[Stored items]
┌──

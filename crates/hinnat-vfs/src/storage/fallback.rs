//! Opt-in degradation for demo and staging deployments.
//!
//! The decorators substitute placeholder results when the wrapped adapter
//! fails to reach its backend. Definitive answers (not found, unsupported,
//! not exposed) pass through untouched.

use std::sync::Arc;
use std::time::SystemTime;

use async_trait::async_trait;
use bytes::Bytes;
use chrono::Local;

use crate::constants::PRICELIST_FILE;
use crate::identity::Identity;
use crate::vfs::Entry;

use super::{IncomingStore, PricelistStore, StorageResult};

/// Reported size of the placeholder pricelist in listings.
const PLACEHOLDER_SIZE: u64 = 2 * 1024 * 1024;

fn placeholder_pricelist() -> Bytes {
    let body = format!(
        "PK\nThis is a placeholder pricelist served while the pricelist backend is unavailable.\n\n\
         Product List:\n\
         1. Product A - 10.99 EUR\n\
         2. Product B - 25.50 EUR\n\
         3. Product C - 45.00 EUR\n\n\
         Updated: {}\n",
        Local::now().format("%Y-%m-%d %H:%M:%S")
    );
    Bytes::from(body)
}

fn placeholder_entry() -> Entry {
    Entry::file(PRICELIST_FILE, PLACEHOLDER_SIZE, SystemTime::now())
}

/// Pricelist decorator serving placeholder content on backend failure.
pub struct FallbackPricelistStore {
    inner: Arc<dyn PricelistStore>,
}

impl FallbackPricelistStore {
    pub fn new(inner: Arc<dyn PricelistStore>) -> Self {
        Self { inner }
    }
}

#[async_trait]
impl PricelistStore for FallbackPricelistStore {
    fn name(&self) -> &'static str {
        self.inner.name()
    }

    fn is_mutable(&self) -> bool {
        self.inner.is_mutable()
    }

    async fn download(&self, identity: &Identity, path: &str) -> StorageResult<Bytes> {
        match self.inner.download(identity, path).await {
            Err(e) if e.is_backend_failure() => {
                tracing::warn!(user = %identity, path = %path, "pricelist backend failed, serving placeholder: {}", e);
                Ok(placeholder_pricelist())
            }
            other => other,
        }
    }

    async fn upload(&self, identity: &Identity, path: &str, content: Vec<u8>) -> StorageResult<()> {
        self.inner.upload(identity, path, content).await
    }

    async fn list(&self, identity: &Identity, path: &str) -> StorageResult<Vec<Entry>> {
        match self.inner.list(identity, path).await {
            Err(e) if e.is_backend_failure() => {
                tracing::warn!(user = %identity, path = %path, "pricelist backend failed, listing placeholder: {}", e);
                Ok(vec![placeholder_entry()])
            }
            other => other,
        }
    }

    async fn exists(&self, identity: &Identity, path: &str) -> StorageResult<bool> {
        match self.inner.exists(identity, path).await {
            Err(e) if e.is_backend_failure() => {
                tracing::warn!(user = %identity, path = %path, "pricelist backend failed: {}", e);
                Ok(path.trim_matches('/') == PRICELIST_FILE)
            }
            other => other,
        }
    }

    async fn metadata(&self, identity: &Identity, path: &str) -> StorageResult<Entry> {
        match self.inner.metadata(identity, path).await {
            Err(e) if e.is_backend_failure() => {
                tracing::warn!(user = %identity, path = %path, "pricelist backend failed, placeholder metadata: {}", e);
                Ok(placeholder_entry())
            }
            other => other,
        }
    }

    async fn mkdir(&self, identity: &Identity, path: &str) -> StorageResult<()> {
        self.inner.mkdir(identity, path).await
    }
}

/// Incoming decorator that logs and drops uploads on backend failure.
pub struct FallbackIncomingStore {
    inner: Arc<dyn IncomingStore>,
}

impl FallbackIncomingStore {
    pub fn new(inner: Arc<dyn IncomingStore>) -> Self {
        Self { inner }
    }
}

#[async_trait]
impl IncomingStore for FallbackIncomingStore {
    fn name(&self) -> &'static str {
        self.inner.name()
    }

    fn retains_files(&self) -> bool {
        self.inner.retains_files()
    }

    async fn store(&self, identity: &Identity, filename: &str, content: Vec<u8>) -> StorageResult<()> {
        let size = content.len();
        match self.inner.store(identity, filename, content).await {
            Err(e) if e.is_backend_failure() => {
                tracing::warn!(
                    user = %identity,
                    file = %filename,
                    bytes = size,
                    "incoming backend failed, upload dropped: {}",
                    e
                );
                Ok(())
            }
            other => other,
        }
    }

    async fn list(&self, identity: &Identity) -> StorageResult<Vec<Entry>> {
        match self.inner.list(identity).await {
            Err(e) if e.is_backend_failure() => {
                tracing::warn!(user = %identity, "incoming backend failed, listing empty: {}", e);
                Ok(Vec::new())
            }
            other => other,
        }
    }
}
//! Hinnat server library
//!
//! SSH + SFTP gateway serving the hinnat virtual filesystem.

pub mod auth;
pub mod backends;
pub mod config;
pub mod constants;
pub mod sftp;
pub mod ssh;

pub use auth::{AuthError, Authenticator, User, UserDb, WebAuthenticator};
pub use backends::{build_authenticator, build_backends};
pub use config::{Config, ConfigError};
pub use sftp::SftpSession;
pub use ssh::{SshServer, SshServerConfig, load_or_generate_host_key};
//! Hinnat server binary
//!
//! SSH + SFTP gateway for order uploads and pricelist downloads.
//!
//! ## Usage
//!
//! ```bash
//! # Run the server (default)
//! hinnat-server [--config hinnat.toml] [--port 2222]
//!
//! # User management (database auth backend)
//! echo 's3cret' | hinnat-server add-user alice
//! hinnat-server set-active alice false
//! hinnat-server list-users
//! hinnat-server list-incoming alice
//! hinnat-server show-incoming alice order-1.csv > order-1.csv
//! ```

use std::io::{BufRead, Write};
use std::path::PathBuf;
use std::process::ExitCode;

use clap::{Parser, Subcommand};
use hinnat_server::config::expand;
use hinnat_server::{
    Config, SshServer, SshServerConfig, UserDb, build_authenticator, build_backends,
    load_or_generate_host_key,
};
use hinnat_vfs::storage::SqliteIncomingStore;
use tracing_subscriber::{EnvFilter, fmt, layer::SubscriberExt, util::SubscriberInitExt};

/// SFTP gateway exposing /in for orders and /Hinnat for pricelists.
#[derive(Parser, Debug)]
#[command(name = "hinnat-server")]
#[command(about = "SFTP gateway for order uploads and pricelist downloads")]
struct Args {
    /// TOML config file (default: $HINNAT_CONFIG, else built-in defaults)
    #[arg(short, long, global = true)]
    config: Option<PathBuf>,

    #[command(subcommand)]
    command: Option<Cmd>,
}

#[derive(Subcommand, Debug)]
enum Cmd {
    /// Run the SSH server (default)
    Serve {
        /// Override the listening port
        #[arg(long)]
        port: Option<u16>,
    },
    /// Add a user, or reset their password. The password is read from stdin.
    AddUser { username: String },
    /// Enable or disable a user
    SetActive {
        username: String,
        #[arg(action = clap::ArgAction::Set)]
        active: bool,
    },
    /// List all users
    ListUsers,
    /// List files uploaded to /in by a user (database incoming backend)
    ListIncoming { username: String },
    /// Write the stored content of one uploaded file to stdout
    ShowIncoming { username: String, filename: String },
}

#[tokio::main]
async fn main() -> ExitCode {
    let filter = EnvFilter::try_from_default_env().unwrap_or_else(|_| EnvFilter::new("info"));

    tracing_subscriber::registry()
        .with(filter)
        .with(fmt::layer().with_writer(std::io::stderr))
        .init();

    let args = Args::parse();

    let config = match Config::load(args.config.as_deref()) {
        Ok(config) => config,
        Err(e) => {
            eprintln!("Failed to load configuration: {}", e);
            return ExitCode::FAILURE;
        }
    };

    match args.command.unwrap_or(Cmd::Serve { port: None }) {
        Cmd::Serve { port } => run_server(config, port).await,
        Cmd::AddUser { username } => cmd_add_user(&config, &username),
        Cmd::SetActive { username, active } => cmd_set_active(&config, &username, active),
        Cmd::ListUsers => cmd_list_users(&config),
        Cmd::ListIncoming { username } => cmd_list_incoming(&config, &username),
        Cmd::ShowIncoming { username, filename } => {
            cmd_show_incoming(&config, &username, &filename)
        }
    }
}

async fn run_server(mut config: Config, port: Option<u16>) -> ExitCode {
    if let Some(port) = port {
        config.server.port = port;
    }

    let bind_addr = match config.bind_addr() {
        Ok(addr) => addr,
        Err(e) => {
            eprintln!("{}", e);
            return ExitCode::FAILURE;
        }
    };
    let host_key = match load_or_generate_host_key(&config.host_key_path()) {
        Ok(key) => key,
        Err(e) => {
            tracing::error!("Host key error: {:#}", e);
            return ExitCode::FAILURE;
        }
    };
    let backends = match build_backends(&config) {
        Ok(backends) => backends,
        Err(e) => {
            tracing::error!("Failed to set up storage: {:#}", e);
            return ExitCode::FAILURE;
        }
    };
    let authenticator = match build_authenticator(&config) {
        Ok(auth) => auth,
        Err(e) => {
            tracing::error!("Failed to set up authentication: {:#}", e);
            return ExitCode::FAILURE;
        }
    };

    tracing::info!("Starting hinnat server on {}...", bind_addr);
    let server = SshServer::new(
        SshServerConfig {
            bind_addr,
            host_key,
        },
        backends,
        authenticator,
    );

    tokio::select! {
        result = server.run() => {
            if let Err(e) = result {
                tracing::error!("Server error: {}", e);
                return ExitCode::FAILURE;
            }
        }
        _ = shutdown_signal() => {
            tracing::info!("Shutting down");
        }
    }

    ExitCode::SUCCESS
}

async fn shutdown_signal() {
    #[cfg(unix)]
    {
        use tokio::signal::unix::{SignalKind, signal};
        match signal(SignalKind::terminate()) {
            Ok(mut term) => {
                tokio::select! {
                    _ = tokio::signal::ctrl_c() => {},
                    _ = term.recv() => {},
                }
            }
            Err(e) => {
                tracing::warn!("SIGTERM handler unavailable: {}", e);
                let _ = tokio::signal::ctrl_c().await;
            }
        }
    }
    #[cfg(not(unix))]
    {
        let _ = tokio::signal::ctrl_c().await;
    }
}

fn open_user_db(config: &Config) -> Option<UserDb> {
    let path = expand(&config.auth.database_path);
    match UserDb::open(&path) {
        Ok(db) => Some(db),
        Err(e) => {
            eprintln!("Failed to open user database {}: {}", path.display(), e);
            None
        }
    }
}

/// Add a user, or replace their password
fn cmd_add_user(config: &Config, username: &str) -> ExitCode {
    let mut password = String::new();
    if let Err(e) = std::io::stdin().lock().read_line(&mut password) {
        eprintln!("Failed to read password: {}", e);
        return ExitCode::FAILURE;
    }
    let password = password.trim_end_matches(['\r', '\n']);
    if password.is_empty() {
        eprintln!("Usage: echo <password> | hinnat-server add-user <username>");
        return ExitCode::FAILURE;
    }

    let Some(db) = open_user_db(config) else {
        return ExitCode::FAILURE;
    };
    match db.add_user(username, password) {
        Ok(id) => {
            println!("Saved user '{}' (id {})", username, id);
            ExitCode::SUCCESS
        }
        Err(e) => {
            eprintln!("Failed to add user: {}", e);
            ExitCode::FAILURE
        }
    }
}

fn cmd_set_active(config: &Config, username: &str, active: bool) -> ExitCode {
    let Some(db) = open_user_db(config) else {
        return ExitCode::FAILURE;
    };
    match db.set_active(username, active) {
        Ok(true) => {
            let state = if active { "enabled" } else { "disabled" };
            println!("User '{}' {}", username, state);
            ExitCode::SUCCESS
        }
        Ok(false) => {
            eprintln!("User not found: {}", username);
            ExitCode::FAILURE
        }
        Err(e) => {
            eprintln!("Database error: {}", e);
            ExitCode::FAILURE
        }
    }
}

/// List all users
fn cmd_list_users(config: &Config) -> ExitCode {
    let Some(db) = open_user_db(config) else {
        return ExitCode::FAILURE;
    };
    let users = match db.list_users() {
        Ok(users) => users,
        Err(e) => {
            eprintln!("Failed to list users: {}", e);
            return ExitCode::FAILURE;
        }
    };

    if users.is_empty() {
        println!("No users found. Add one with: hinnat-server add-user <username>");
        return ExitCode::SUCCESS;
    }

    println!("{:<24} {:>6} {:>12}", "USERNAME", "ACTIVE", "CREATED");
    println!("{}", "-".repeat(44));
    for user in users {
        let active = if user.is_active { "yes" } else { "no" };
        println!(
            "{:<24} {:>6} {:>12}",
            user.username,
            active,
            format_timestamp(user.created_at)
        );
    }
    ExitCode::SUCCESS
}

fn open_incoming_db(config: &Config) -> Option<SqliteIncomingStore> {
    let path = expand(&config.incoming.database_path);
    match SqliteIncomingStore::open(&path) {
        Ok(store) => Some(store),
        Err(e) => {
            eprintln!("Failed to open database {}: {}", path.display(), e);
            None
        }
    }
}

/// List files a user has uploaded to /in
fn cmd_list_incoming(config: &Config, username: &str) -> ExitCode {
    let Some(store) = open_incoming_db(config) else {
        return ExitCode::FAILURE;
    };
    let files = match store.files_for(username) {
        Ok(files) => files,
        Err(e) => {
            eprintln!("Failed to list files: {}", e);
            return ExitCode::FAILURE;
        }
    };

    if files.is_empty() {
        println!("No incoming files for {}", username);
        return ExitCode::SUCCESS;
    }

    println!("{:<40} {:>10} {:>12}", "FILENAME", "BYTES", "RECEIVED");
    println!("{}", "-".repeat(64));
    for file in files {
        println!(
            "{:<40} {:>10} {:>12}",
            file.name,
            file.size,
            format_timestamp(file.mtime_secs() as i64)
        );
    }
    ExitCode::SUCCESS
}

fn cmd_show_incoming(config: &Config, username: &str, filename: &str) -> ExitCode {
    let Some(store) = open_incoming_db(config) else {
        return ExitCode::FAILURE;
    };
    match store.content(username, filename) {
        Ok(Some(content)) => match std::io::stdout().lock().write_all(&content) {
            Ok(()) => ExitCode::SUCCESS,
            Err(e) => {
                eprintln!("Failed to write output: {}", e);
                ExitCode::FAILURE
            }
        },
        Ok(None) => {
            eprintln!("No file {} for {}", filename, username);
            ExitCode::FAILURE
        }
        Err(e) => {
            eprintln!("Database error: {}", e);
            ExitCode::FAILURE
        }
    }
}

fn format_timestamp(ts: i64) -> String {
    use std::time::{Duration, SystemTime, UNIX_EPOCH};

    let time = UNIX_EPOCH + Duration::from_secs(ts.max(0) as u64);
    match SystemTime::now().duration_since(time) {
        Ok(elapsed) => {
            let secs = elapsed.as_secs();
            if secs < 60 {
                format!("{}s ago", secs)
            } else if secs < 3600 {
                format!("{}m ago", secs / 60)
            } else if secs < 86400 {
                format!("{}h ago", secs / 3600)
            } else {
                format!("{}d ago", secs / 86400)
            }
        }
        Err(_) => "just now".to_string(),
    }
}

└──

▶ _Work instruction_: The lines of the records that contain the string "unavailable" should be located and copied.

▶ _Answer to this exercise_:
        "PK\nThis is a placeholder pricelist served while the pricelist backend is unavailable.\n\n\
                tracing::warn!("SIGTERM handler unavailable: {}", e);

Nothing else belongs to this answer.